[ASSIGNMENT]
In the data below, find every line with the word "next" and copy it.

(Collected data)
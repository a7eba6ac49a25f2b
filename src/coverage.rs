use indicatif::{ProgressBar, ProgressStyle};
use rayon::prelude::*;
use tracing::{debug, info, warn};

use crate::azimuth::normalize_degrees;
use crate::config::EngineConfig;
use crate::shadow_geometry::compute_shadow_length;
use crate::sun_position::SunCalculator;
use crate::types::*;

/// Whether a structure's shadow falls on the given side of the path.
///
/// The boundary differences 90° and 270° belong to the right side so the two
/// sides partition every possible difference.
pub fn is_shadow_on_path(sun_azimuth_deg: f64, facade_azimuth_deg: f64, side: PathSide) -> bool {
    let diff = (normalize_degrees(sun_azimuth_deg) - normalize_degrees(facade_azimuth_deg)).abs();
    match side {
        PathSide::Left => diff > 90.0 && diff < 270.0,
        PathSide::Right => diff <= 90.0 || diff >= 270.0,
    }
}

/// Contribution of one pair of consecutive structures.
#[derive(Debug, Clone, Copy)]
struct SegmentOutcome {
    segment_meters: f64,
    covered_meters: f64,
}

fn check_threshold(threshold_meters: f64) -> Result<f64> {
    if threshold_meters.is_finite() && threshold_meters >= 0.0 {
        Ok(threshold_meters)
    } else {
        Err(ShadowError::InvalidThreshold(threshold_meters))
    }
}

fn check_record(record: &StructureRecord) -> Result<()> {
    check_height(record.height_meters)?;
    if !record.facade_azimuth_deg.is_finite() {
        return Err(ShadowError::InvalidAzimuth(record.facade_azimuth_deg));
    }
    let distance = record.distance_from_route_start_meters;
    if !(distance.is_finite() && distance >= 0.0) {
        return Err(ShadowError::InvalidDistance(distance));
    }
    Ok(())
}

fn evaluate_segment(
    index: usize,
    current: &StructureRecord,
    next: &StructureRecord,
    position: &SolarPosition,
    threshold_meters: f64,
) -> Result<SegmentOutcome> {
    let segment_meters =
        next.distance_from_route_start_meters - current.distance_from_route_start_meters;
    if segment_meters < 0.0 {
        return Err(ShadowError::MalformedSequence {
            index: index + 1,
            previous_meters: current.distance_from_route_start_meters,
            next_meters: next.distance_from_route_start_meters,
        });
    }

    let shadow = compute_shadow_length(current.height_meters, position.elevation_deg)?;
    let covers = shadow.covers(threshold_meters);
    let aligned = is_shadow_on_path(
        position.azimuth_deg,
        current.facade_azimuth_deg,
        current.path_side,
    );

    Ok(SegmentOutcome {
        segment_meters,
        covered_meters: if covers && aligned { segment_meters } else { 0.0 },
    })
}

fn check_position(position: &SolarPosition) -> Result<()> {
    if !position.elevation_deg.is_finite() {
        return Err(ShadowError::InvalidElevation(position.elevation_deg));
    }
    if !position.azimuth_deg.is_finite() {
        return Err(ShadowError::InvalidAzimuth(position.azimuth_deg));
    }
    Ok(())
}

fn validate_inputs(
    records: &[StructureRecord],
    position: &SolarPosition,
    threshold_meters: f64,
) -> Result<()> {
    check_threshold(threshold_meters)?;
    check_position(position)?;
    records.iter().try_for_each(check_record)
}

/// Left-to-right sum of segment outcomes, stopping at the first failure.
fn accumulate<I>(outcomes: I) -> Result<CoverageResult>
where
    I: IntoIterator<Item = Result<SegmentOutcome>>,
{
    let (covered, total) = outcomes
        .into_iter()
        .try_fold((0.0_f64, 0.0_f64), |(covered, total), outcome| {
            outcome.map(|o| (covered + o.covered_meters, total + o.segment_meters))
        })?;
    Ok(CoverageResult::from_distances(covered, total))
}

/// Fraction of the route between the first and last structure that lies in
/// a shadow reaching across the path.
///
/// `records` must be sorted by distance from the route start. A decreasing
/// distance is reported as [`ShadowError::MalformedSequence`]. Fewer than two
/// records give an all-zero result.
pub fn compute_coverage(
    records: &[StructureRecord],
    position: &SolarPosition,
    threshold_meters: f64,
) -> Result<CoverageResult> {
    validate_inputs(records, position, threshold_meters)?;
    if records.len() < 2 {
        return Ok(CoverageResult::default());
    }

    accumulate(
        records
            .windows(2)
            .enumerate()
            .map(|(i, pair)| evaluate_segment(i, &pair[0], &pair[1], position, threshold_meters)),
    )
}

/// Same as [`compute_coverage`], evaluating segments on the rayon pool.
///
/// Segment outcomes are collected in route order and summed sequentially, so
/// the result is bit-identical to the sequential version.
pub fn compute_coverage_parallel(
    records: &[StructureRecord],
    position: &SolarPosition,
    threshold_meters: f64,
) -> Result<CoverageResult> {
    validate_inputs(records, position, threshold_meters)?;
    if records.len() < 2 {
        return Ok(CoverageResult::default());
    }

    let outcomes: Vec<Result<SegmentOutcome>> = records
        .par_windows(2)
        .enumerate()
        .map(|(i, pair)| evaluate_segment(i, &pair[0], &pair[1], position, threshold_meters))
        .collect();

    accumulate(outcomes)
}

/// Sizes the global rayon pool. Only the first call in a process has an
/// effect; later calls keep the existing pool.
pub fn configure_thread_pool(cpu_cores: usize) {
    debug!(cpu_cores, "configuring rayon thread pool");
    if let Err(e) = rayon::ThreadPoolBuilder::new()
        .num_threads(cpu_cores)
        .build_global()
    {
        warn!("failed to configure rayon thread pool: {}", e);
    }
}

/// Highest-coverage sample, the earliest one on ties.
pub fn best_sample(samples: &[CoverageSample]) -> Option<&CoverageSample> {
    samples.iter().fold(None, |best: Option<&CoverageSample>, sample| match best {
        Some(b) if b.result.coverage_percent >= sample.result.coverage_percent => Some(b),
        _ => Some(sample),
    })
}

pub struct ShadowEngine {
    config: EngineConfig,
}

impl ShadowEngine {
    pub fn new(config: EngineConfig) -> Result<Self> {
        config.validate()?;
        if config.parallel {
            configure_thread_pool(config.get_cpu_cores());
        }
        Ok(Self { config })
    }

    pub fn config(&self) -> &EngineConfig {
        &self.config
    }

    pub fn calculate_coverage(
        &self,
        records: &[StructureRecord],
        position: &SolarPosition,
    ) -> Result<CoverageResult> {
        let threshold = self.config.path_width_meters;
        let result = if self.config.parallel {
            compute_coverage_parallel(records, position, threshold)?
        } else {
            compute_coverage(records, position, threshold)?
        };

        debug!(
            structures = records.len(),
            elevation = position.elevation_deg,
            azimuth = position.azimuth_deg,
            covered = result.covered_distance_meters,
            total = result.total_distance_meters,
            "coverage computed"
        );
        Ok(result)
    }

    /// Solar times from `start_solar_time` to `end_solar_time` inclusive,
    /// spaced by the configured hour interval.
    fn generate_solar_times(&self, start_solar_time: f64, end_solar_time: f64) -> Vec<f64> {
        let interval = self.config.hour_interval;
        let count = ((end_solar_time - start_solar_time) / interval + 1e-9).floor() as usize + 1;

        (0..count)
            .map(|step| start_solar_time + step as f64 * interval)
            .filter(|&t| t < 24.0)
            .collect()
    }

    /// Coverage sampled through one day, one sample per configured interval.
    ///
    /// Samples with the sun below the horizon are kept and report zero
    /// coverage.
    pub fn coverage_timeline(
        &self,
        records: &[StructureRecord],
        latitude: f64,
        day_of_year: u32,
        start_solar_time: f64,
        end_solar_time: f64,
    ) -> Result<Vec<CoverageSample>> {
        let sun = SunCalculator::new(latitude)?;
        TimeContext::new(day_of_year, start_solar_time)?;
        TimeContext::new(day_of_year, end_solar_time)?;
        if end_solar_time < start_solar_time {
            return Err(ShadowError::Config(format!(
                "timeline ends at {} h before it starts at {} h",
                end_solar_time, start_solar_time
            )));
        }

        let solar_times = self.generate_solar_times(start_solar_time, end_solar_time);
        info!(
            samples = solar_times.len(),
            day_of_year, "calculating coverage timeline"
        );

        let pb = if self.config.show_progress {
            ProgressBar::new(solar_times.len() as u64)
        } else {
            ProgressBar::hidden()
        };
        pb.set_style(
            ProgressStyle::default_bar()
                .template(
                    "{spinner:.green} [{elapsed_precise}] [{bar:40.cyan/blue}] {pos}/{len} ({eta})",
                )
                .unwrap_or_else(|_| ProgressStyle::default_bar()),
        );

        let mut samples = Vec::with_capacity(solar_times.len());
        for solar_time in solar_times {
            let time = TimeContext::new(day_of_year, solar_time)?;
            let position = sun.position(&time)?;
            let result = self.calculate_coverage(records, &position)?;
            samples.push(CoverageSample {
                solar_time,
                position,
                result,
            });
            pb.inc(1);
        }

        pb.finish_with_message("coverage timeline complete");
        Ok(samples)
    }
}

[FINAL ANSWER]
    next: &StructureRecord,
        next.distance_from_route_start_meters - current.distance_from_route_start_meters;
            next_meters: next.distance_from_route_start_meters,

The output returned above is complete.